Papanek discusses how the designer needs to acknowledge that the world is much larger than affluent societies and that the majority of designs are relevant to these affluent communities. However, the minority of designs are designed for the majority of people in need, people without the capabilities to design for themselves mostly due to a lack of design thinking.
At UC Davis, the preliminary design course, Design 1, emphasizes the need to think in design, and to think about for whom one designs. The class stressed design for the world, design to solve a problem, sprouting from Papanek’s ideal designer.
On the contrary, broadening the scope to other classes at UC Davis, Papanek’s idea is lost. Professor after professor talk about problems, but never invoke students to find solutions or even identify problems on a global scale. Many of the situations of which professors mention are relevant to a limited and specialized community, usually one of affluence.
I do not think that many people at UC Davis, moreover people within affluent communities, are well educated about the lack of attention to the real design problem: that education for local designers on a global scale is disabled.

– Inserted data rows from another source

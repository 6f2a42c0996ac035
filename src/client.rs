//! Authorized, rate-limited API client and its paginated fetcher.
//!
//! [`Client`] owns one bearer token cell, a handle onto a shared [`RateLimiter`], and a
//! [`TokenProvider`]. [`Client::get`] performs a single authorized GET with at most one retry;
//! [`Client::fetch`] walks a collection page by page on top of it.

pub mod paginate;
pub mod response;

mod metrics;
mod request;
mod token;

pub use metrics::RequestMetrics;
pub use paginate::*;
pub use response::*;

// self
use crate::{
	_prelude::*,
	auth::Credentials,
	http::ReqwestHttpClient,
	oauth::{ClientCredentialsProvider, TokenProvider},
	provider::ApiDescriptor,
	rate_limit::RateLimiter,
};
use token::TokenCell;

/// Client for a paginated REST API authenticated with client-credentials bearer tokens.
///
/// Clones share the token cell, metrics, and rate limiter, so a clone behaves like the original.
/// Distinct clients built with [`Client::new`] share the process-wide rate limiter but each mint
/// their own token.
#[derive(Clone)]
pub struct Client {
	/// Descriptor naming the token endpoint and API base.
	pub descriptor: ApiDescriptor,
	/// HTTP client used for every API request.
	pub http_client: ReqwestHttpClient,
	/// Source of bearer tokens.
	pub token_provider: Arc<dyn TokenProvider>,
	/// Admission gate every API request passes through.
	pub rate_limiter: RateLimiter,
	/// Shared request and token counters.
	pub metrics: Arc<RequestMetrics>,
	tokens: Arc<TokenCell>,
}
impl Client {
	/// Creates a client using the client-credentials grant, a default reqwest transport, and the
	/// process-wide rate limiter.
	pub fn new(descriptor: ApiDescriptor, credentials: Credentials) -> Self {
		let http_client = ReqwestHttpClient::default();
		let token_provider: Arc<dyn TokenProvider> = Arc::new(
			<ClientCredentialsProvider>::with_http_client(&descriptor, credentials, http_client.clone()),
		);

		Self::with_token_provider(descriptor, token_provider, http_client, RateLimiter::shared())
	}

	/// Creates a client from explicit collaborators.
	pub fn with_token_provider(
		descriptor: ApiDescriptor,
		token_provider: Arc<dyn TokenProvider>,
		http_client: ReqwestHttpClient,
		rate_limiter: RateLimiter,
	) -> Self {
		Self {
			descriptor,
			http_client,
			token_provider,
			rate_limiter,
			metrics: Default::default(),
			tokens: Default::default(),
		}
	}

	/// Routes this client's requests through `rate_limiter` instead.
	pub fn with_rate_limiter(mut self, rate_limiter: RateLimiter) -> Self {
		self.rate_limiter = rate_limiter;

		self
	}

	/// Returns `true` while a bearer token is held.
	pub fn has_token(&self) -> bool {
		self.tokens.snapshot().token.is_some()
	}
}
impl Debug for Client {
	fn fmt(&self, f: &mut Formatter) -> FmtResult {
		f.debug_struct("Client")
			.field("descriptor", &self.descriptor)
			.field("rate_limiter", &self.rate_limiter)
			.field("token_held", &self.has_token())
			.finish()
	}
}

The television set as a whole may provide an outlet to inspiration and global awareness. An outcome of a television could be to associate the local community with the world by providing a way to contextualize the society internationally. Alternatively, the product may inhibit Papanek’s vision of empowerment and induce a goal for consumerism and affluence. While the television itself may not be empowering in every application, the idea behind providing the product is. The design incorporated local designers learning and applying their skills to create a product for themselves. This process is itself empowering and allows the “first-world” designer to simply be a catalyst that provokes a project, but allows the local designer, or the permanent designer, to build upon itself to keep creating and addressing the needs of the immediate community.